WHAT NEEDS TO BE DONE
Restate the following entries exactly, including every line.

INPUT DATA
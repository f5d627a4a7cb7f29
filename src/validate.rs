//! Artifact naming and content validation.
//!
//! Shop naming policy: artifact stems are a 7-digit part number with an
//! optional `_` + 1-3 uppercase letters + 1-3 digits operation suffix.
//! Link names are stricter: the suffix, when present, is exactly 3 letters
//! and 3 digits, and link names never carry an extension.

use std::path::Path;

use crate::error::{Error, Result};

/// Maximum artifact stem length (before the extension)
pub const MAX_STEM_LEN: usize = 15;

/// Maximum link name length: 7 digits + '_' + 3 letters + 3 digits
pub const MAX_LINK_LEN: usize = 13;

/// Content signatures for artifact types that have one.
/// `.mcam` files are HDF5 containers; both commercial and HLE builds are accepted.
const MCAM_SIGNATURES: [&[u8]; 2] = [b"\x89HDF\r\n\x1a\n", b"\x89HDF\x01\x02\x03\x04"];

/// Validate a regular artifact filename (with extension).
pub fn validate_artifact_name(filename: &str, allowed_extensions: &[String]) -> Result<()> {
    let path = Path::new(filename);
    let stem = path
        .file_stem()
        .and_then(|s| s.to_str())
        .unwrap_or_default();

    let extension = extension_of(filename);
    if extension.is_empty() || extension == ".link" {
        return Err(Error::InvalidName(format!(
            "'{filename}' must have an artifact extension"
        )));
    }
    if !allowed_extensions.iter().any(|allowed| *allowed == extension) {
        return Err(Error::InvalidName(format!(
            "extension '{extension}' is not allowed"
        )));
    }

    if stem.len() > MAX_STEM_LEN {
        return Err(Error::InvalidName(format!(
            "filename stem cannot exceed {MAX_STEM_LEN} characters"
        )));
    }

    if !stem_matches(stem, 1, 3, 1, 3) {
        return Err(Error::InvalidName(format!(
            "'{stem}' must follow the format 7digits or 7digits_1-3LETTERS1-3digits (e.g., 1234567_AB123)"
        )));
    }

    Ok(())
}

/// Validate a link name (no extension allowed).
pub fn validate_link_name(name: &str) -> Result<()> {
    if name.contains('.') {
        return Err(Error::InvalidName(
            "link names cannot have file extensions".to_string(),
        ));
    }

    if name.len() > MAX_LINK_LEN {
        return Err(Error::InvalidName(format!(
            "link name cannot exceed {MAX_LINK_LEN} characters"
        )));
    }

    if !stem_matches(name, 3, 3, 3, 3) {
        return Err(Error::InvalidName(format!(
            "'{name}' must follow the format 7digits or 7digits_3LETTERS3digits (e.g., 1234567_ABC123)"
        )));
    }

    Ok(())
}

/// Check the file content against the magic signature for its type.
///
/// Types without a registered signature are trusted on extension alone.
pub fn validate_content_signature(filename: &str, content: &[u8]) -> Result<()> {
    if extension_of(filename) != ".mcam" {
        return Ok(());
    }

    if MCAM_SIGNATURES.iter().any(|sig| content.starts_with(sig)) {
        return Ok(());
    }

    Err(Error::InvalidArgument(format!(
        "content of '{filename}' does not match the expected file signature"
    )))
}

/// Lowercased extension including the dot, or "" when absent.
pub fn extension_of(filename: &str) -> String {
    Path::new(filename)
        .extension()
        .and_then(|ext| ext.to_str())
        .map(|ext| format!(".{}", ext.to_lowercase()))
        .unwrap_or_default()
}

/// Match `7digits` optionally followed by `_`, `letters_min..=letters_max`
/// uppercase letters, and `digits_min..=digits_max` digits.
fn stem_matches(
    stem: &str,
    letters_min: usize,
    letters_max: usize,
    digits_min: usize,
    digits_max: usize,
) -> bool {
    let bytes = stem.as_bytes();
    if bytes.len() < 7 || !bytes[..7].iter().all(u8::is_ascii_digit) {
        return false;
    }

    let rest = &bytes[7..];
    if rest.is_empty() {
        return true;
    }
    if rest[0] != b'_' {
        return false;
    }

    let suffix = &rest[1..];
    let letters = suffix.iter().take_while(|b| b.is_ascii_uppercase()).count();
    if !(letters_min..=letters_max).contains(&letters) {
        return false;
    }

    let digits = &suffix[letters..];
    (digits_min..=digits_max).contains(&digits.len()) && digits.iter().all(u8::is_ascii_digit)
}

#[cfg(test)]
mod tests {
    use super::*;

    fn allowed() -> Vec<String> {
        vec![".mcam".to_string(), ".vnc".to_string(), ".emcam".to_string()]
    }

    #[test]
    fn accepts_standard_names() {
        assert!(validate_artifact_name("1234567.mcam", &allowed()).is_ok());
        assert!(validate_artifact_name("1234567_AB123.mcam", &allowed()).is_ok());
        assert!(validate_artifact_name("1234567_A1.vnc", &allowed()).is_ok());
    }

    #[test]
    fn rejects_bad_stems() {
        assert!(validate_artifact_name("123456.mcam", &allowed()).is_err());
        assert!(validate_artifact_name("1234567_abc12.mcam", &allowed()).is_err());
        assert!(validate_artifact_name("1234567-AB123.mcam", &allowed()).is_err());
        assert!(validate_artifact_name("1234567_ABCD123.mcam", &allowed()).is_err());
        assert!(validate_artifact_name("toolong12345678.mcam", &allowed()).is_err());
    }

    #[test]
    fn rejects_bad_extensions() {
        assert!(validate_artifact_name("1234567", &allowed()).is_err());
        assert!(validate_artifact_name("1234567.exe", &allowed()).is_err());
        assert!(validate_artifact_name("1234567.link", &allowed()).is_err());
    }

    #[test]
    fn link_names_are_strict() {
        assert!(validate_link_name("1234567").is_ok());
        assert!(validate_link_name("1234567_ABC123").is_ok());
        assert!(validate_link_name("1234567_AB123").is_err());
        assert!(validate_link_name("1234567.link").is_err());
        assert!(validate_link_name("12345678_ABC123").is_err());
    }

    #[test]
    fn mcam_signature_checked() {
        let mut good = b"\x89HDF\r\n\x1a\n".to_vec();
        good.extend_from_slice(&[0u8; 64]);
        assert!(validate_content_signature("1234567.mcam", &good).is_ok());

        assert!(validate_content_signature("1234567.mcam", b"not an hdf file").is_err());
        // Types without signatures are trusted on extension
        assert!(validate_content_signature("1234567.vnc", b"anything").is_ok());
    }
}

YOUR SOLUTION
repository f5d627a4a7cb7f29
filename src/validate.rs
//! Artifact naming and content validation.
//!
//! Shop naming policy: artifact stems are a 7-digit part number with an
//! optional `_` + 1-3 uppercase letters + 1-3 digits operation suffix.
//! Link names are stricter: the suffix, when present, is exactly 3 letters
//! and 3 digits, and link names never carry an extension.

use std::path::Path;

use crate::error::{Error, Result};

/// Maximum artifact stem length (before the extension)
pub const MAX_STEM_LEN: usize = 15;

/// Maximum link name length: 7 digits + '_' + 3 letters + 3 digits
pub const MAX_LINK_LEN: usize = 13;

/// Content signatures for artifact types that have one.
/// `.mcam` files are HDF5 containers; both commercial and HLE builds are accepted.
const MCAM_SIGNATURES: [&[u8]; 2] = [b"\x89HDF\r\n\x1a\n", b"\x89HDF\x01\x02\x03\x04"];

/// Validate a regular artifact filename (with extension).
pub fn validate_artifact_name(filename: &str, allowed_extensions: &[String]) -> Result<()> {
    let path = Path::new(filename);
    let stem = path
        .file_stem()
        .and_then(|s| s.to_str())
        .unwrap_or_default();

    let extension = extension_of(filename);
    if extension.is_empty() || extension == ".link" {
        return Err(Error::InvalidName(format!(
            "'{filename}' must have an artifact extension"
        )));
    }
    if !allowed_extensions.iter().any(|allowed| *allowed == extension) {
        return Err(Error::InvalidName(format!(
            "extension '{extension}' is not allowed"
        )));
    }

    if stem.len() > MAX_STEM_LEN {
        return Err(Error::InvalidName(format!(
            "filename stem cannot exceed {MAX_STEM_LEN} characters"
        )));
    }

    if !stem_matches(stem, 1, 3, 1, 3) {
        return Err(Error::InvalidName(format!(
            "'{stem}' must follow the format 7digits or 7digits_1-3LETTERS1-3digits (e.g., 1234567_AB123)"
        )));
    }

    Ok(())
}

/// Validate a link name (no extension allowed).
pub fn validate_link_name(name: &str) -> Result<()> {
    if name.contains('.') {
        return Err(Error::InvalidName(
            "link names cannot have file extensions".to_string(),
        ));
    }

    if name.len() > MAX_LINK_LEN {
        return Err(Error::InvalidName(format!(
            "link name cannot exceed {MAX_LINK_LEN} characters"
        )));
    }

    if !stem_matches(name, 3, 3, 3, 3) {
        return Err(Error::InvalidName(format!(
            "'{name}' must follow the format 7digits or 7digits_3LETTERS3digits (e.g., 1234567_ABC123)"
        )));
    }

    Ok(())
}

/// Check the file content against the magic signature for its type.
///
/// Types without a registered signature are trusted on extension alone.
pub fn validate_content_signature(filename: &str, content: &[u8]) -> Result<()> {
    if extension_of(filename) != ".mcam" {
        return Ok(());
    }

    if MCAM_SIGNATURES.iter().any(|sig| content.starts_with(sig)) {
        return Ok(());
    }

    Err(Error::InvalidArgument(format!(
        "content of '{filename}' does not match the expected file signature"
    )))
}

/// Lowercased extension including the dot, or "" when absent.
pub fn extension_of(filename: &str) -> String {
    Path::new(filename)
        .extension()
        .and_then(|ext| ext.to_str())
        .map(|ext| format!(".{}", ext.to_lowercase()))
        .unwrap_or_default()
}

/// Match `7digits` optionally followed by `_`, `letters_min..=letters_max`
/// uppercase letters, and `digits_min..=digits_max` digits.
fn stem_matches(
    stem: &str,
    letters_min: usize,
    letters_max: usize,
    digits_min: usize,
    digits_max: usize,
) -> bool {
    let bytes = stem.as_bytes();
    if bytes.len() < 7 || !bytes[..7].iter().all(u8::is_ascii_digit) {
        return false;
    }

    let rest = &bytes[7..];
    if rest.is_empty() {
        return true;
    }
    if rest[0] != b'_' {
        return false;
    }

    let suffix = &rest[1..];
    let letters = suffix.iter().take_while(|b| b.is_ascii_uppercase()).count();
    if !(letters_min..=letters_max).contains(&letters) {
        return false;
    }

    let digits = &suffix[letters..];
    (digits_min..=digits_max).contains(&digits.len()) && digits.iter().all(u8::is_ascii_digit)
}

#[cfg(test)]
mod tests {
    use super::*;

    fn allowed() -> Vec<String> {
        vec![".mcam".to_string(), ".vnc".to_string(), ".emcam".to_string()]
    }

    #[test]
    fn accepts_standard_names() {
        assert!(validate_artifact_name("1234567.mcam", &allowed()).is_ok());
        assert!(validate_artifact_name("1234567_AB123.mcam", &allowed()).is_ok());
        assert!(validate_artifact_name("1234567_A1.vnc", &allowed()).is_ok());
    }

    #[test]
    fn rejects_bad_stems() {
        assert!(validate_artifact_name("123456.mcam", &allowed()).is_err());
        assert!(validate_artifact_name("1234567_abc12.mcam", &allowed()).is_err());
        assert!(validate_artifact_name("1234567-AB123.mcam", &allowed()).is_err());
        assert!(validate_artifact_name("1234567_ABCD123.mcam", &allowed()).is_err());
        assert!(validate_artifact_name("toolong12345678.mcam", &allowed()).is_err());
    }

    #[test]
    fn rejects_bad_extensions() {
        assert!(validate_artifact_name("1234567", &allowed()).is_err());
        assert!(validate_artifact_name("1234567.exe", &allowed()).is_err());
        assert!(validate_artifact_name("1234567.link", &allowed()).is_err());
    }

    #[test]
    fn link_names_are_strict() {
        assert!(validate_link_name("1234567").is_ok());
        assert!(validate_link_name("1234567_ABC123").is_ok());
        assert!(validate_link_name("1234567_AB123").is_err());
        assert!(validate_link_name("1234567.link").is_err());
        assert!(validate_link_name("12345678_ABC123").is_err());
    }

    #[test]
    fn mcam_signature_checked() {
        let mut good = b"\x89HDF\r\n\x1a\n".to_vec();
        good.extend_from_slice(&[0u8; 64]);
        assert!(validate_content_signature("1234567.mcam", &good).is_ok());

        assert!(validate_content_signature("1234567.mcam", b"not an hdf file").is_err());
        // Types without signatures are trusted on extension
        assert!(validate_content_signature("1234567.vnc", b"anything").is_ok());
    }
}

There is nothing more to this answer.